A Healthy Diet

Ten Simple Steps

Maximise your body's potential

 

A Healthy Diet

27.05.2008

Whether you’re seriously ill or fit as a fiddle, it’s vital to eat well. After studying the most recent research, I’ve compiled my top tips for a healthy diet.

Don’t worry if you can’t face them all at once - if you follow them in steps, you’ll soon be maximising your body’s ability to function efficiently, ward off disease and heal itself.

1.Drink plenty of water. You’ve heard it before: we’re composed of 80% water! While being the main component of blood and other body fluids, water plays a vital role in maintaining body temperature and flushing out toxins. Aim for 2 litres a day.

2.Eat plenty of fruit and veg. They’re high in fibre, provide essential minerals and vitamins, and contain powerful antioxidants like carotenes and flavonoids, which provide some protection against cancer and heart disease.

3.Buy organic. There are over 400 different pesticides and fertilisers used in crop-farming, many of which have been linked to cancer. Organic produce is grown without any harmful chemicals, so is much safer.

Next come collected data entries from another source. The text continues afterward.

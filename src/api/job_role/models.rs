use std::borrow::Cow;

use serde::{Deserialize, Deserializer};
use validator::{Validate, ValidationError, ValidationErrors};

pub const TITLE_REQUIRED: &str = "Job role title is required";
pub const TITLE_EMPTY: &str = "Job role title cannot be empty";

/// Input for creating a job role
///
/// A body without `title` deserializes to an empty title, which
/// validation then rejects.
#[derive(Debug, Clone, Default, Deserialize, Validate)]
pub struct NewJobRole {
    #[serde(default)]
    #[validate(custom(function = "title_present"))]
    pub title: String,
    #[serde(default)]
    pub description: Option<String>,
}

#[cfg(test)]
impl NewJobRole {
    pub fn new(title: impl Into<String>, description: Option<&str>) -> Self {
        Self {
            title: title.into(),
            description: description.map(str::to_string),
        }
    }
}

/// Partial update for a job role
///
/// Outer `None` means the field was absent from the body,
/// `Some(None)` means it was sent as an explicit `null`.
#[derive(Debug, Clone, Default, Deserialize)]
pub struct JobRoleChanges {
    #[serde(default, deserialize_with = "present")]
    pub title: Option<Option<String>>,
    #[serde(default, deserialize_with = "present")]
    pub description: Option<Option<String>>,
}

#[cfg(test)]
impl JobRoleChanges {
    pub fn title(title: impl Into<String>) -> Self {
        Self {
            title: Some(Some(title.into())),
            ..Self::default()
        }
    }

    pub fn description(description: Option<&str>) -> Self {
        Self {
            description: Some(description.map(str::to_string)),
            ..Self::default()
        }
    }

    pub fn with_description(mut self, description: Option<&str>) -> Self {
        self.description = Some(description.map(str::to_string));
        self
    }
}

impl Validate for JobRoleChanges {
    fn validate(&self) -> Result<(), ValidationErrors> {
        let mut errors = ValidationErrors::new();
        match &self.title {
            Some(Some(title)) if is_blank(title) => {
                errors.add("title", title_error("blank", TITLE_EMPTY));
            }
            Some(None) => errors.add("title", title_error("null", TITLE_EMPTY)),
            _ => {}
        }

        if errors.is_empty() {
            Ok(())
        } else {
            Err(errors)
        }
    }
}

/// Identifier as received from a caller, before validation
#[derive(Debug, Clone, Copy, PartialEq, Eq)]
pub enum RequestedId {
    Number(i64),
    NotANumber,
}

impl RequestedId {
    /// Parse a path segment by its leading integer
    ///
    /// Leading whitespace and one sign are skipped, then the longest run of
    /// digits is read, so `"12abc"` is 12 and `"1.5"` is 1. A segment with
    /// no leading digit is `NotANumber`. Values past `i64` saturate.
    pub fn parse(raw: &str) -> Self {
        let trimmed = raw.trim_start();
        let (negative, unsigned) = match trimmed.as_bytes().first() {
            Some(b'-') => (true, &trimmed[1..]),
            Some(b'+') => (false, &trimmed[1..]),
            _ => (false, trimmed),
        };

        let digits: Vec<i64> = unsigned
            .bytes()
            .take_while(u8::is_ascii_digit)
            .map(|digit| i64::from(digit - b'0'))
            .collect();
        if digits.is_empty() {
            return RequestedId::NotANumber;
        }

        let magnitude = digits
            .into_iter()
            .fold(0_i64, |acc, digit| acc.saturating_mul(10).saturating_add(digit));
        RequestedId::Number(if negative { -magnitude } else { magnitude })
    }

    /// The storage key, if this is a positive integer
    pub fn to_key(self) -> Option<i64> {
        match self {
            RequestedId::Number(n) if n > 0 => Some(n),
            _ => None,
        }
    }
}

impl From<i32> for RequestedId {
    fn from(id: i32) -> Self {
        RequestedId::Number(id.into())
    }
}

impl From<i64> for RequestedId {
    fn from(id: i64) -> Self {
        RequestedId::Number(id)
    }
}

fn is_blank(value: &str) -> bool {
    value.trim().is_empty()
}

fn title_present(title: &str) -> Result<(), ValidationError> {
    if is_blank(title) {
        return Err(title_error("required", TITLE_REQUIRED));
    }
    Ok(())
}

fn title_error(code: &'static str, message: &'static str) -> ValidationError {
    let mut error = ValidationError::new(code);
    error.message = Some(Cow::Borrowed(message));
    error
}

/// Keeps an explicit `null` distinct from an absent field
fn present<'de, D>(deserializer: D) -> Result<Option<Option<String>>, D::Error>
where
    D: Deserializer<'de>,
{
    Option::<String>::deserialize(deserializer).map(Some)
}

4.Consume fish. As well as providing nucleic acids needed for our cells, fish naturally provide oils that neutralise harmful free radicals in the body. Fish oils also contain omega 3, a long chain molecule that reduces the risk of cancer.

5.Cut down on dairy. Remember when we were told to ‘Drink a pint of milk a day’? Research now shows that cows’ milk (while extremely good for baby cows!) can be harmful to humans because it’s high in arterial-clogging fats and hinders absorption of vitamin C. ‘But what about calcium’, I hear you say! Don’t worry, we can get it from the same place that cows get it – leafy green plants - for cows that means grass, for us that means vegetables!

6.Cut down on sugar and saturated fats. Sugar can devastate health because it imbalances levels of minerals, disrupts the functioning of glands and suppresses the immune system. Equally destructive are saturated fats and oils in junk, processed and fast foods.